Реплики Александра Ткаченко
Человек – венец творения. Это, вроде бы, известно любому человеку, пусть даже не читавшему Библию, но хотя бы поверхностно знакомому, скажем, с европейской культурой. Венец творения… А вот о чем это? Какая реальность стоит за этими словами? Я искал для себя ответ у святых отцов. И нашел его у преподобного Иустина Поповича. Но буду честным – окончательную ясность в этот вопрос внес для меня не преподобный Иустин, а подыхающий пес моего друга Володи. Впрочем, лучше обо всем этом рассказать по порядку.
У преподобного Иустина Поповича я прочел слова, которых давно ждало мое сердце:
«Всю совокупную тварь Адам ощущает как свое тело, как свое расширенное естество, оживляемое всеединящей благодатью».
Речь тут, как я понимаю, о том, что мир органичен и целостен и взаимосвязан во всех своих проявлениях, а самое главное — неразрывно соединен со своим Творцом через животворящее действие Его благодатных энергий. Человек же в этом мире занимает исключительное положение, поскольку Бог вложил в него начатки всего сотворенного естества, сделав его венцом Своего творения.
Венец это ведь не просто знак почета, и не только то, что на самом верху.
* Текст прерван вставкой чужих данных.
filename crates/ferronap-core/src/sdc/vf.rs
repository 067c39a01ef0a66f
use std::future::Future;
use std::pin::Pin;

use serde_json::json;
use tracing::debug;

use crate::domain::ResourceName;
use crate::error::{OnapError, ValidationError};
use crate::lifecycle::{
    self, LifecycleAction, LifecycleStatus, Onboardable, RemoteSnapshot, RemoteState,
    ResourceKind, StepOutcome,
};
use crate::sdc::catalog::CatalogCalls;
use crate::sdc::{SdcClient, Vsp};

const SEGMENT: &str = "resources";

#[derive(Debug, Clone, PartialEq, Eq)]
struct VspRef {
    name: ResourceName,
    identifier: Option<String>,
    vendor_name: Option<String>,
}

/// Virtual function resource built from a software product.
#[derive(Debug, Clone)]
pub struct Vf {
    client: SdcClient,
    name: ResourceName,
    remote: RemoteState,
    vsp: Option<VspRef>,
}

impl Vf {
    pub fn new(client: SdcClient, name: ResourceName) -> Self {
        Self {
            client,
            name,
            remote: RemoteState::default(),
            vsp: None,
        }
    }

    /// Source software product. One not yet created here is looked up by
    /// name on create.
    pub fn with_vsp(mut self, vsp: &Vsp) -> Self {
        self.vsp = Some(VspRef {
            name: vsp.name().clone(),
            identifier: vsp.identifier().map(str::to_owned),
            vendor_name: vsp.vendor_name().map(str::to_owned),
        });
        self
    }

    pub fn name(&self) -> &ResourceName {
        &self.name
    }

    pub fn identifier(&self) -> Option<&str> {
        self.remote.identifier()
    }

    pub fn version(&self) -> Option<&str> {
        self.remote.version()
    }

    pub fn status(&self) -> LifecycleStatus {
        self.remote.status()
    }

    pub async fn create(&mut self) -> Result<StepOutcome, OnapError> {
        lifecycle::step(self, LifecycleAction::Create).await
    }

    pub async fn certify(&mut self) -> Result<StepOutcome, OnapError> {
        lifecycle::step(self, LifecycleAction::Certify).await
    }

    pub async fn archive(&mut self) -> Result<StepOutcome, OnapError> {
        lifecycle::step(self, LifecycleAction::Archive).await
    }

    pub async fn onboard(&mut self) -> Result<Vec<LifecycleAction>, OnapError> {
        lifecycle::onboard(self).await
    }

    pub async fn load(&mut self) -> Result<LifecycleStatus, OnapError> {
        lifecycle::load(self).await
    }

    fn calls(&self) -> CatalogCalls<'_> {
        CatalogCalls::new(&self.client, SEGMENT)
    }

    fn unique_id(&self) -> Result<&str, ValidationError> {
        self.remote
            .identifier()
            .ok_or_else(|| ValidationError::MissingIdentifier {
                resource: "vf",
                name: self.name.to_string(),
            })
    }

    async fn resolve_vsp(&mut self) -> Result<(String, Option<String>), OnapError> {
        let missing = || ValidationError::MissingReference {
            resource: "vf",
            reference: "vsp",
        };
        let vsp = self.vsp.as_mut().ok_or_else(missing)?;
        if vsp.identifier.is_none() {
            let (item, _) = self
                .client
                .find_item("vf.resolve_vsp", "vsp", &vsp.name)
                .await?
                .ok_or_else(missing)?;
            debug!(vsp = %vsp.name, id = %item.id, "vsp resolved by name");
            vsp.identifier = Some(item.id);
        }
        let id = vsp.identifier.clone().ok_or_else(missing)?;
        Ok((id, vsp.vendor_name.clone()))
    }

    async fn create_remote(&mut self) -> Result<(), OnapError> {
        let (vsp_id, vendor_name) = self.resolve_vsp().await?;

        let body = json!({
            "name": self.name.as_str(),
            "description": "VF",
            "componentType": "RESOURCE",
            "resourceType": "VF",
            "contactId": self.client.user_id(),
            "csarUUID": vsp_id,
            "csarVersion": "1.0",
            "vendorName": vendor_name.as_deref().unwrap_or_default(),
            "vendorRelease": "1.0",
            "icon": "defaulticon",
            "tags": [self.name.as_str()],
            "categories": [{
                "name": "Generic",
                "normalizedName": "generic",
                "uniqueId": "resourceNewCategory.generic",
                "subcategories": [{
                    "name": "Abstract",
                    "normalizedName": "abstract",
                    "uniqueId": "resourceNewCategory.generic.abstract",
                }],
            }],
        });
        let created = self.calls().create("vf.create", &body).await?;
        self.remote.set_identity(created.unique_id, created.version);
        Ok(())
    }

    async fn certify_remote(&mut self) -> Result<(), OnapError> {
        let certified = self
            .calls()
            .certify("vf.certify", self.unique_id()?)
            .await?;
        self.remote.set_identity(certified.unique_id, certified.version);
        Ok(())
    }
}

impl Onboardable for Vf {
    fn kind(&self) -> ResourceKind {
        ResourceKind::Vf
    }

    fn name(&self) -> &ResourceName {
        &self.name
    }

    fn remote(&self) -> &RemoteState {
        &self.remote
    }

    fn remote_mut(&mut self) -> &mut RemoteState {
        &mut self.remote
    }

    fn perform<'a>(
        &'a mut self,
        action: LifecycleAction,
    ) -> Pin<Box<dyn Future<Output = Result<(), OnapError>> + Send + 'a>> {
        Box::pin(async move {
            match action {
                LifecycleAction::Create => self.create_remote().await,
                LifecycleAction::Certify => self.certify_remote().await,
                LifecycleAction::Archive => {
                    self.calls().archive("vf.archive", self.unique_id()?).await
                }
                other => Err(ValidationError::UnsupportedAction {
                    kind: "vf",
                    action: other.as_str(),
                }
                .into()),
            }
        })
    }

    fn fetch_details<'a>(
        &'a self,
    ) -> Pin<Box<dyn Future<Output = Result<Option<RemoteSnapshot>, OnapError>> + Send + 'a>> {
        Box::pin(async move {
            let Ok(unique_id) = self.unique_id() else {
                return Ok(None);
            };
            self.calls().details("vf.details", unique_id).await
        })
    }

    fn probe_existence<'a>(
        &'a self,
    ) -> Pin<Box<dyn Future<Output = Result<Option<RemoteSnapshot>, OnapError>> + Send + 'a>> {
        Box::pin(async move { self.calls().probe("vf.probe", &self.name).await })
    }
}
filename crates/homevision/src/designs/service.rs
use std::sync::Arc;

use tracing::{error, info};

use super::domain::{
    Acknowledgement, DesignId, DesignRecord, InstallmentApplication, InstallmentItemView,
    NewDesign, RenderedImage, SourceImage,
};
use super::prompt::{normalize_style, style_prompt};
use super::repository::{DesignRepository, RepositoryError};
use crate::gateway::{GatewayError, ModelGateway};

/// Runs the renovate → analyze → store pipeline and serves stored designs back out.
pub struct RenovationService<R, G> {
    repository: Arc<R>,
    gateway: Arc<G>,
}

impl<R, G> RenovationService<R, G>
where
    R: DesignRepository + 'static,
    G: ModelGateway + 'static,
{
    pub fn new(repository: Arc<R>, gateway: Arc<G>) -> Self {
        Self {
            repository,
            gateway,
        }
    }

    /// Restyle the room, inventory the result, and store it.
    ///
    /// The two model calls run strictly in sequence and neither is retried. A failure in
    /// either phase returns before anything reaches the repository.
    pub async fn create_design(
        &self,
        source: SourceImage,
        style: &str,
    ) -> Result<DesignId, RenovationError> {
        let style = normalize_style(style);
        info!(style, bytes = source.bytes.len(), "renovation requested");

        let rendered = self
            .gateway
            .renovate(&source, &style_prompt(style))
            .await
            .map_err(|err| {
                error!(style, error = %err, "image generation failed");
                err
            })?;
        info!(style, bytes = rendered.len(), "renovation complete, starting analysis");

        let inventory = self.gateway.analyze(&rendered).await.map_err(|err| {
            error!(style, error = %err, "inventory analysis failed");
            err
        })?;
        info!(style, items = inventory.len(), "analysis complete");

        let id = self.repository.put(NewDesign {
            style: style.to_string(),
            image: RenderedImage::png(rendered),
            inventory,
        })?;
        info!(design_id = %id, "design stored");

        Ok(id)
    }

    pub fn get_design(&self, id: &DesignId) -> Result<DesignRecord, RenovationError> {
        Ok(self.repository.get(id)?)
    }

    pub fn installment_items(
        &self,
        id: &DesignId,
    ) -> Result<Vec<InstallmentItemView>, RenovationError> {
        let record = self.repository.get(id)?;
        Ok(record.installment_items())
    }

    /// Acknowledge a financing request. Nothing is stored and the design id is not checked.
    pub fn apply_installment(&self, application: InstallmentApplication) -> Acknowledgement {
        info!(
            design_id = %application.design_id,
            items = application.items.len(),
            down_payment = application.down_payment,
            installment_months = application.installment_months,
            monthly_payment = application.monthly_payment,
            total_amount = application.total_amount,
            received_at = %chrono::Utc::now().to_rfc3339(),
            "installment application received"
        );
        Acknowledgement::submitted()
    }
}

#[derive(Debug, thiserror::Error)]
pub enum RenovationError {
    #[error(transparent)]
    Generation(#[from] GatewayError),
    #[error(transparent)]
    Repository(#[from] RepositoryError),
}

impl RenovationError {
    pub fn is_not_found(&self) -> bool {
        matches!(self, Self::Repository(RepositoryError::NotFound))
    }
}
use crate::cli::ServeArgs;
use crate::infra::{build_design_service, AppState};
use crate::routes::{cors_layer, with_design_routes};
use axum::Extension;
use axum_prometheus::PrometheusMetricLayer;
use homevision::config::AppConfig;
use homevision::error::AppError;
use homevision::telemetry;
use std::sync::atomic::Ordering;
use std::sync::Arc;
use tracing::info;

pub(crate) async fn run(mut args: ServeArgs) -> Result<(), AppError> {
    let mut config = AppConfig::load()?;

    if let Some(host) = args.host.take() {
        config.server.host = host;
    }
    if let Some(port) = args.port.take() {
        config.server.port = port;
    }

    telemetry::init(&config.telemetry)?;

    let (prometheus_layer, prometheus_handle) = PrometheusMetricLayer::pair();
    let readiness_flag = Arc::new(std::sync::atomic::AtomicBool::new(false));
    let app_state = AppState {
        readiness: readiness_flag.clone(),
        metrics: Arc::new(prometheus_handle),
    };

    let design_service = build_design_service(&config.gemini)?;

    let app = with_design_routes(design_service)
        .layer(Extension(app_state))
        .layer(prometheus_layer)
        .layer(cors_layer());

    let addr = config.server.socket_addr()?;
    let listener = tokio::net::TcpListener::bind(addr).await?;
    readiness_flag.store(true, Ordering::Release);

    info!(
        ?config.environment,
        %addr,
        image_model = %config.gemini.image_model,
        vision_model = %config.gemini.vision_model,
        "renovation service ready"
    );

    axum::serve(listener, app).await?;
    Ok(())
}
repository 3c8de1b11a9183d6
mod common;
Это еще и то, что там, наверху, как бы собирает воедино и скрепляет собою все, что ниже. Такое значение слова «венец» сохранилось в строительной терминологии, где венцами называют ряды бревен в деревянном срубе. А еще более точно оно употреблялось когда-то у бондарей – мастеров по изготовлению бочек. Там венцом назывался обруч, который насаживался на дубовые или липовые дощечки, собирая их воедино, из набора заготовок превращая в готовое изделие – бочку.
Так и человек оказался венцом творения не только в значении максимальной славы сотворенного мира, но и вот в этом, если можно так выразиться – конструктивно-техническом смысле. Именно поэтому человек, по слову Иустина Поповича «…всю совокупную тварь ощущает как свое тело, как свое естество, расширенное до крайних пределов Вселенной».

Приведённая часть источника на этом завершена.